(Saved entries)

════════════════════

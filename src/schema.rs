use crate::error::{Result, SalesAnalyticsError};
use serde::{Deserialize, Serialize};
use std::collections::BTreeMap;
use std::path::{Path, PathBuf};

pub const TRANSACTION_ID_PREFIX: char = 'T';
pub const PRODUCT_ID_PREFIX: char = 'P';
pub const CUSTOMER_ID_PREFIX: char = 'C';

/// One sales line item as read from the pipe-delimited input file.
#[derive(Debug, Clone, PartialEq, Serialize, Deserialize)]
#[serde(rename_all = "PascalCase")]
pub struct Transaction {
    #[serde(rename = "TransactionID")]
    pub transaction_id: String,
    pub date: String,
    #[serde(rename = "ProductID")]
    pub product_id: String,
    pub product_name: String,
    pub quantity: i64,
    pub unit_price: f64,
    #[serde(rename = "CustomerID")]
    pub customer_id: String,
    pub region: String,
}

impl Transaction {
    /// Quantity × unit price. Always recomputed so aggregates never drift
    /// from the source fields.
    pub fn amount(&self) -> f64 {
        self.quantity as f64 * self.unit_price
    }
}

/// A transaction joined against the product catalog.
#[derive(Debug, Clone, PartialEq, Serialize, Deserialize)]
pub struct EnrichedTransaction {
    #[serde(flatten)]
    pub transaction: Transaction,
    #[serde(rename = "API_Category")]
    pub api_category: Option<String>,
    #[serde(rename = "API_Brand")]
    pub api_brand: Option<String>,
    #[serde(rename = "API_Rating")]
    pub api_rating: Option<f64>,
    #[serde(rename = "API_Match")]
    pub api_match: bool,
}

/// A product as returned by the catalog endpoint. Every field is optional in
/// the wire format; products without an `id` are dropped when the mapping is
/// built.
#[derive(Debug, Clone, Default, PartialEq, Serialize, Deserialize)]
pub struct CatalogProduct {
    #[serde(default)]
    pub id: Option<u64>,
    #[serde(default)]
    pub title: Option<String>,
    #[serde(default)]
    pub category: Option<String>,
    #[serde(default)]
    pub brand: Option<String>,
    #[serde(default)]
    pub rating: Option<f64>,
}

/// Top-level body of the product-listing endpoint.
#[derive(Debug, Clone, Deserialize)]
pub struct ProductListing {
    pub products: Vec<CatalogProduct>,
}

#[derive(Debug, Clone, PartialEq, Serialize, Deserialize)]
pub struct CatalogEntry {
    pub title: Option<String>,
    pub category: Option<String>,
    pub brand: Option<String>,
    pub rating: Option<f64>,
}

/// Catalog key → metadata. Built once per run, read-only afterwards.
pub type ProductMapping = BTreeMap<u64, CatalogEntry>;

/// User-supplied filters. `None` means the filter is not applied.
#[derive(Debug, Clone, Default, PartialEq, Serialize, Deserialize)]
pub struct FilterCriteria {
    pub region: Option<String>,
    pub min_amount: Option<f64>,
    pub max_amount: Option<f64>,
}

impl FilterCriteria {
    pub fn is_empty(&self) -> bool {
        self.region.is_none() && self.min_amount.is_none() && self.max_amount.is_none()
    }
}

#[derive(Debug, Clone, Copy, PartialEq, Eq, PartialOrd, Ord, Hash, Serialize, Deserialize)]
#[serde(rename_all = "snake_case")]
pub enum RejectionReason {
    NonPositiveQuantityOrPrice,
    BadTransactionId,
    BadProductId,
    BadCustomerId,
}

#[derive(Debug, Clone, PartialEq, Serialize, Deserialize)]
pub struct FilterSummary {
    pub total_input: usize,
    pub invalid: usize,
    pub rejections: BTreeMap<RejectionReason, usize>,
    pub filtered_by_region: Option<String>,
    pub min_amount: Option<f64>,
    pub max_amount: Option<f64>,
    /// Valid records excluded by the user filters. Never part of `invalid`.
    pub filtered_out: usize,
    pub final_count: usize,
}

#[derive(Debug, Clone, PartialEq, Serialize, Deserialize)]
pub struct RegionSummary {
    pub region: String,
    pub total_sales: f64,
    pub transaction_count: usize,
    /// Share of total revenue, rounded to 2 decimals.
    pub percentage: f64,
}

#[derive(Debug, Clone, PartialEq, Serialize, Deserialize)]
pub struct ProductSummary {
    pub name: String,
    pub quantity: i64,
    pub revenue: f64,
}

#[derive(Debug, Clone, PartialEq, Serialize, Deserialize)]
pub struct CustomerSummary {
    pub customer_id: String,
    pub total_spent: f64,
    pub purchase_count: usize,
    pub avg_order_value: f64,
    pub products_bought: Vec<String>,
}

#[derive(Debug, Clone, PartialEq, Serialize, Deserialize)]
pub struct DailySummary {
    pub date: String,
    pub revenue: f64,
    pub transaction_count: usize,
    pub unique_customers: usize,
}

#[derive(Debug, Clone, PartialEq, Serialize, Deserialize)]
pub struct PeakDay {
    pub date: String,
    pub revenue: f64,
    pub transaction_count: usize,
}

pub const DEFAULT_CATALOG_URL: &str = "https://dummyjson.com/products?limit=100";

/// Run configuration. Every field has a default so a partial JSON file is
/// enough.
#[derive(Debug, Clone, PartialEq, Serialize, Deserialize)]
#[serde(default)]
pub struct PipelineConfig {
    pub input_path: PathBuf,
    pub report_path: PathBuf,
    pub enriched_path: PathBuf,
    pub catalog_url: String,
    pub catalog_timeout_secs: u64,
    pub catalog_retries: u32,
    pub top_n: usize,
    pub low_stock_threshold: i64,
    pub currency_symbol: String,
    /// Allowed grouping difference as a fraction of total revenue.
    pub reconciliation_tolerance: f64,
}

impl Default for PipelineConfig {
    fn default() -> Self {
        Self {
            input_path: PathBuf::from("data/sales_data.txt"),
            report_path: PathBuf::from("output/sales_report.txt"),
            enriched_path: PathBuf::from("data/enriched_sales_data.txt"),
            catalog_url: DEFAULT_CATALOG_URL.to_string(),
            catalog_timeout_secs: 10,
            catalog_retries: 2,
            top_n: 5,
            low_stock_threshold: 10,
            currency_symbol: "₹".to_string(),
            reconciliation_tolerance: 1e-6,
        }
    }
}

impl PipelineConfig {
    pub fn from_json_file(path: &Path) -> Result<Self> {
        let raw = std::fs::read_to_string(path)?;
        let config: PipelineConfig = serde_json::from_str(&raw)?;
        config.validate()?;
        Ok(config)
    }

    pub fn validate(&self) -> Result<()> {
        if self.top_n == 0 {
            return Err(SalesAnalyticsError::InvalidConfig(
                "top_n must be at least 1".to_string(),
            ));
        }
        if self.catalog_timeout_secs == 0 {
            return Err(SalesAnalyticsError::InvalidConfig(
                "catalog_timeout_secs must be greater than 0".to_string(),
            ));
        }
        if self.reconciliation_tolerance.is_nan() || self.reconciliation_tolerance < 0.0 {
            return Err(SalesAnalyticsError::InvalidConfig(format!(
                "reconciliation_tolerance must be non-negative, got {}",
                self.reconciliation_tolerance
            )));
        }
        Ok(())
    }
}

════════════════════

▶ Directions
Copy exactly the lines that run from the first line of the data to the line containing "pub const CUSTOMER_ID_PREFIX: char = 'C';", please, with both ends included and nothing else.

▶ Response
filename src/schema.rs
use crate::error::{Result, SalesAnalyticsError};
use serde::{Deserialize, Serialize};
use std::collections::BTreeMap;
use std::path::{Path, PathBuf};

pub const TRANSACTION_ID_PREFIX: char = 'T';
pub const PRODUCT_ID_PREFIX: char = 'P';
pub const CUSTOMER_ID_PREFIX: char = 'C';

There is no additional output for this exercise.